Among the entries that follow, how many lines contain the string "from"? Write the number alone.
[Opening PROVIDED MATERIAL section]
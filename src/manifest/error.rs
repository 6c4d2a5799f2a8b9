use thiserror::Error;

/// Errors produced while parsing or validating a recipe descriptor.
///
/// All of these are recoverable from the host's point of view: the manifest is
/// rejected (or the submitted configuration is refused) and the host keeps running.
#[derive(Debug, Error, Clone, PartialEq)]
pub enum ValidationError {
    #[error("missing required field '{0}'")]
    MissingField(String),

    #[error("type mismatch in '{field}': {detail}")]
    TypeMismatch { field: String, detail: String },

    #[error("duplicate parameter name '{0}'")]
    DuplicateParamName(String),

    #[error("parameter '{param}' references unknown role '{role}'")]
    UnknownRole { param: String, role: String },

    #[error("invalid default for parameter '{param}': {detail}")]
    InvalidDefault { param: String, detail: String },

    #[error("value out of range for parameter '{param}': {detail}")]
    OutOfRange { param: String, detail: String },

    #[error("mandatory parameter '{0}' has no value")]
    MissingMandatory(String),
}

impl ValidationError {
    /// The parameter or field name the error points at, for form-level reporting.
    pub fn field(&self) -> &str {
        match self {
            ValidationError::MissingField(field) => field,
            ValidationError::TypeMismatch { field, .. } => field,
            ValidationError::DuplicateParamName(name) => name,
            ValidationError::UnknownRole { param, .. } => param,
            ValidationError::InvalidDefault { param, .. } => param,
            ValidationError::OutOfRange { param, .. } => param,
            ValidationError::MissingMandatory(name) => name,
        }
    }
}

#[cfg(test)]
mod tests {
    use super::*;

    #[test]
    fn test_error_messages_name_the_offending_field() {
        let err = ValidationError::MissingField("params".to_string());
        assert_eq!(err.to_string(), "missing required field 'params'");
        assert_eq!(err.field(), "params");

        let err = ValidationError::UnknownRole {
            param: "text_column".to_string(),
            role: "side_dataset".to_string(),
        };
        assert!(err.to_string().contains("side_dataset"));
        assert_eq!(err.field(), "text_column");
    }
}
[Closing PROVIDED MATERIAL section]
[Opening PROVIDED MATERIAL section]
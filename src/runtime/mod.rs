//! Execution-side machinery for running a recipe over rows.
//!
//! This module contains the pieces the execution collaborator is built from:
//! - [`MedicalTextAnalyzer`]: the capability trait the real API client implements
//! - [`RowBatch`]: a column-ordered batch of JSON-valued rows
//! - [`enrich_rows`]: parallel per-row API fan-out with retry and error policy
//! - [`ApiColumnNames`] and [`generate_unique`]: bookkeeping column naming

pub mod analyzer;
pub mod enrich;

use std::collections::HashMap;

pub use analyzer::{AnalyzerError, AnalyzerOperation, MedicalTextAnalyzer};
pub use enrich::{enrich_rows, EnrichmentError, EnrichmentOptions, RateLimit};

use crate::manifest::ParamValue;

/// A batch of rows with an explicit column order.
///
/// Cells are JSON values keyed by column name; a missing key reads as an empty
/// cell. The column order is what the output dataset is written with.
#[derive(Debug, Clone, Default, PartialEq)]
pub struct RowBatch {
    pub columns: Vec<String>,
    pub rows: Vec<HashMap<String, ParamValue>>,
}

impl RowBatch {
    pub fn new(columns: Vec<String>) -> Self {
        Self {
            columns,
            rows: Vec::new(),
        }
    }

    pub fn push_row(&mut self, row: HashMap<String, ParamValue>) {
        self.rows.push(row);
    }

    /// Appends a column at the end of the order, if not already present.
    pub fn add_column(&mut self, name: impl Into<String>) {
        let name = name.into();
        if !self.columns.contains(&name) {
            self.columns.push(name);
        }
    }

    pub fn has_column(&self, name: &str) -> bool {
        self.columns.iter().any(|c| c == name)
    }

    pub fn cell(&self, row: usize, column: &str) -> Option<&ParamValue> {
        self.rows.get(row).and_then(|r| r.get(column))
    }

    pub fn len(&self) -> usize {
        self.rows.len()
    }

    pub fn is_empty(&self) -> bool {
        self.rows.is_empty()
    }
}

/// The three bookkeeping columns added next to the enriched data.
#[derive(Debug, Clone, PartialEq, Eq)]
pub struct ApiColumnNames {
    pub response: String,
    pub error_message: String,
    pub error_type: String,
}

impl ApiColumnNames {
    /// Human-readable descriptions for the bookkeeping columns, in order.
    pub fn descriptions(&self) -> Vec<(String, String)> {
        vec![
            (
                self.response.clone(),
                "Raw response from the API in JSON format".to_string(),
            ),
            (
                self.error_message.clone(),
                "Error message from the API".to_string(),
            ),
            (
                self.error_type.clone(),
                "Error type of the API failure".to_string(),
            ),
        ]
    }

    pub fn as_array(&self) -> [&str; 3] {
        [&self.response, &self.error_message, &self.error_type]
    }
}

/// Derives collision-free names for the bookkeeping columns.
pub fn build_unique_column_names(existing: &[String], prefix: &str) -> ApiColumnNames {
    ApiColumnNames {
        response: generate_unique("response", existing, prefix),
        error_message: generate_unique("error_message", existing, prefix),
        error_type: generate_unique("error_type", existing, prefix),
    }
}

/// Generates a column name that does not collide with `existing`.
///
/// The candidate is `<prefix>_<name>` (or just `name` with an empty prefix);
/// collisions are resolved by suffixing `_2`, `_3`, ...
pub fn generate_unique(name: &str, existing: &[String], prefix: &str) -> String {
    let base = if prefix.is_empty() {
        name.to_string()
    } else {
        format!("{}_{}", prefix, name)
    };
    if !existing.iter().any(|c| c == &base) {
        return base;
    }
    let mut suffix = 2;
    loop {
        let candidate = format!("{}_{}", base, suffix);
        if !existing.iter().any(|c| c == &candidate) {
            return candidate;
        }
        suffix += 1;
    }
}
[Closing PROVIDED MATERIAL section]
• RESPONSE TO THE EXERCISE:
4